__BRIEF__: An identical transcription of the records is required.

__SUPPLIED DATA__:
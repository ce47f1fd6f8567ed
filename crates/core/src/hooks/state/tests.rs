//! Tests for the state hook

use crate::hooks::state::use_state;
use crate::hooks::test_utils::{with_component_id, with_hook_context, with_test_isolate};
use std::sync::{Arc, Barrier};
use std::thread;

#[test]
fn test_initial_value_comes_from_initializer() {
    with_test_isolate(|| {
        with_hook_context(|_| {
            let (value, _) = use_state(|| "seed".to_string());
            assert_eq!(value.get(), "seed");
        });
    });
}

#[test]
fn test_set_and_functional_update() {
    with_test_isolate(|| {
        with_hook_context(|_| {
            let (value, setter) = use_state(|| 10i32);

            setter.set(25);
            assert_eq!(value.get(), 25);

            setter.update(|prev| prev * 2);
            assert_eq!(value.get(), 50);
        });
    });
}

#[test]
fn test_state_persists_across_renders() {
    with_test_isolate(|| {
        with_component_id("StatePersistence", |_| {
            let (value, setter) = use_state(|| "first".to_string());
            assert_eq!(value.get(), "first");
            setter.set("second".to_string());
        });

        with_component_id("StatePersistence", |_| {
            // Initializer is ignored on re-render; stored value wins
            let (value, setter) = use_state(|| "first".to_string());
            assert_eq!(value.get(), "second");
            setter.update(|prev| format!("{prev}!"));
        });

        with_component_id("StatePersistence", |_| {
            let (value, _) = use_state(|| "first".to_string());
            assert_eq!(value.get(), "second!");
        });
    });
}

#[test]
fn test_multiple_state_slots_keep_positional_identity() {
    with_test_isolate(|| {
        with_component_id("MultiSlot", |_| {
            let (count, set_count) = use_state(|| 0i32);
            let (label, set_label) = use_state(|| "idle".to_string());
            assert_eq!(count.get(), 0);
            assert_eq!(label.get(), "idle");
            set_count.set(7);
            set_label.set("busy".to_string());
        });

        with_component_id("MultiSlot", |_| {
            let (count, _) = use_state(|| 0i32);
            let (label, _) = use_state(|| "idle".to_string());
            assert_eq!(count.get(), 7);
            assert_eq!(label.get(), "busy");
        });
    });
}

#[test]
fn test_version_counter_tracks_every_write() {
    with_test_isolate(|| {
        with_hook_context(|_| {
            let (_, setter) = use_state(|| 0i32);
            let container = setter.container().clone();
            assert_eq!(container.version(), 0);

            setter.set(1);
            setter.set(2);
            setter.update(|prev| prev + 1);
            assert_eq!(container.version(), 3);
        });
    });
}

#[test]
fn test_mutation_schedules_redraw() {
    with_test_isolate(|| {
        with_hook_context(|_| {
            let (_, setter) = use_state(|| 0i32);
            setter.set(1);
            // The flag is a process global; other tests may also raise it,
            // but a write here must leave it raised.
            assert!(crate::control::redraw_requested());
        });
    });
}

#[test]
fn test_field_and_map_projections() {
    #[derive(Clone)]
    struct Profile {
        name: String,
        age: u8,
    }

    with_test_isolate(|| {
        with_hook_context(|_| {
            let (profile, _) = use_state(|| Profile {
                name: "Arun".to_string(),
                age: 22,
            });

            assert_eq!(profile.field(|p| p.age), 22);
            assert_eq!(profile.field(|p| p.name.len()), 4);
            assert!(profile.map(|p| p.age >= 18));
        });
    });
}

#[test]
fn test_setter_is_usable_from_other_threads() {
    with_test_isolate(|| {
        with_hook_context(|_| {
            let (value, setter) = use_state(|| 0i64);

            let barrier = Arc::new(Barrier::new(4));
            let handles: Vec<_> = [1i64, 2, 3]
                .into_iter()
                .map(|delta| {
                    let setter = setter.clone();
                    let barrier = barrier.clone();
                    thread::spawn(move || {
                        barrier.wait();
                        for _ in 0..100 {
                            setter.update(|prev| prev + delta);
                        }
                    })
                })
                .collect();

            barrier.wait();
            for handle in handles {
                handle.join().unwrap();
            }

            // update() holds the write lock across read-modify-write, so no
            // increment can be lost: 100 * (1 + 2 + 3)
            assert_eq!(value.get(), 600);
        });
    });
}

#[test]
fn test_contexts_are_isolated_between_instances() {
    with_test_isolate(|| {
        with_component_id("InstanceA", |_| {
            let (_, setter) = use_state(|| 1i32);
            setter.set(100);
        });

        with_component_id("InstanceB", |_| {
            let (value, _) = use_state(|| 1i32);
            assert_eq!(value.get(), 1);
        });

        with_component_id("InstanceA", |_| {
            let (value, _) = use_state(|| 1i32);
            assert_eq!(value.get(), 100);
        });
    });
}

__SOLUTION FOR THIS PROBLEM__:
repository ce47f1fd6f8567ed
filename crates/core/src/hooks/state/tests.rs
//! Tests for the state hook

use crate::hooks::state::use_state;
use crate::hooks::test_utils::{with_component_id, with_hook_context, with_test_isolate};
use std::sync::{Arc, Barrier};
use std::thread;

#[test]
fn test_initial_value_comes_from_initializer() {
    with_test_isolate(|| {
        with_hook_context(|_| {
            let (value, _) = use_state(|| "seed".to_string());
            assert_eq!(value.get(), "seed");
        });
    });
}

#[test]
fn test_set_and_functional_update() {
    with_test_isolate(|| {
        with_hook_context(|_| {
            let (value, setter) = use_state(|| 10i32);

            setter.set(25);
            assert_eq!(value.get(), 25);

            setter.update(|prev| prev * 2);
            assert_eq!(value.get(), 50);
        });
    });
}

#[test]
fn test_state_persists_across_renders() {
    with_test_isolate(|| {
        with_component_id("StatePersistence", |_| {
            let (value, setter) = use_state(|| "first".to_string());
            assert_eq!(value.get(), "first");
            setter.set("second".to_string());
        });

        with_component_id("StatePersistence", |_| {
            // Initializer is ignored on re-render; stored value wins
            let (value, setter) = use_state(|| "first".to_string());
            assert_eq!(value.get(), "second");
            setter.update(|prev| format!("{prev}!"));
        });

        with_component_id("StatePersistence", |_| {
            let (value, _) = use_state(|| "first".to_string());
            assert_eq!(value.get(), "second!");
        });
    });
}

#[test]
fn test_multiple_state_slots_keep_positional_identity() {
    with_test_isolate(|| {
        with_component_id("MultiSlot", |_| {
            let (count, set_count) = use_state(|| 0i32);
            let (label, set_label) = use_state(|| "idle".to_string());
            assert_eq!(count.get(), 0);
            assert_eq!(label.get(), "idle");
            set_count.set(7);
            set_label.set("busy".to_string());
        });

        with_component_id("MultiSlot", |_| {
            let (count, _) = use_state(|| 0i32);
            let (label, _) = use_state(|| "idle".to_string());
            assert_eq!(count.get(), 7);
            assert_eq!(label.get(), "busy");
        });
    });
}

#[test]
fn test_version_counter_tracks_every_write() {
    with_test_isolate(|| {
        with_hook_context(|_| {
            let (_, setter) = use_state(|| 0i32);
            let container = setter.container().clone();
            assert_eq!(container.version(), 0);

            setter.set(1);
            setter.set(2);
            setter.update(|prev| prev + 1);
            assert_eq!(container.version(), 3);
        });
    });
}

#[test]
fn test_mutation_schedules_redraw() {
    with_test_isolate(|| {
        with_hook_context(|_| {
            let (_, setter) = use_state(|| 0i32);
            setter.set(1);
            // The flag is a process global; other tests may also raise it,
            // but a write here must leave it raised.
            assert!(crate::control::redraw_requested());
        });
    });
}

#[test]
fn test_field_and_map_projections() {
    #[derive(Clone)]
    struct Profile {
        name: String,
        age: u8,
    }

    with_test_isolate(|| {
        with_hook_context(|_| {
            let (profile, _) = use_state(|| Profile {
                name: "Arun".to_string(),
                age: 22,
            });

            assert_eq!(profile.field(|p| p.age), 22);
            assert_eq!(profile.field(|p| p.name.len()), 4);
            assert!(profile.map(|p| p.age >= 18));
        });
    });
}

#[test]
fn test_setter_is_usable_from_other_threads() {
    with_test_isolate(|| {
        with_hook_context(|_| {
            let (value, setter) = use_state(|| 0i64);

            let barrier = Arc::new(Barrier::new(4));
            let handles: Vec<_> = [1i64, 2, 3]
                .into_iter()
                .map(|delta| {
                    let setter = setter.clone();
                    let barrier = barrier.clone();
                    thread::spawn(move || {
                        barrier.wait();
                        for _ in 0..100 {
                            setter.update(|prev| prev + delta);
                        }
                    })
                })
                .collect();

            barrier.wait();
            for handle in handles {
                handle.join().unwrap();
            }

            // update() holds the write lock across read-modify-write, so no
            // increment can be lost: 100 * (1 + 2 + 3)
            assert_eq!(value.get(), 600);
        });
    });
}

#[test]
fn test_contexts_are_isolated_between_instances() {
    with_test_isolate(|| {
        with_component_id("InstanceA", |_| {
            let (_, setter) = use_state(|| 1i32);
            setter.set(100);
        });

        with_component_id("InstanceB", |_| {
            let (value, _) = use_state(|| 1i32);
            assert_eq!(value.get(), 1);
        });

        with_component_id("InstanceA", |_| {
            let (value, _) = use_state(|| 1i32);
            assert_eq!(value.get(), 100);
        });
    });
}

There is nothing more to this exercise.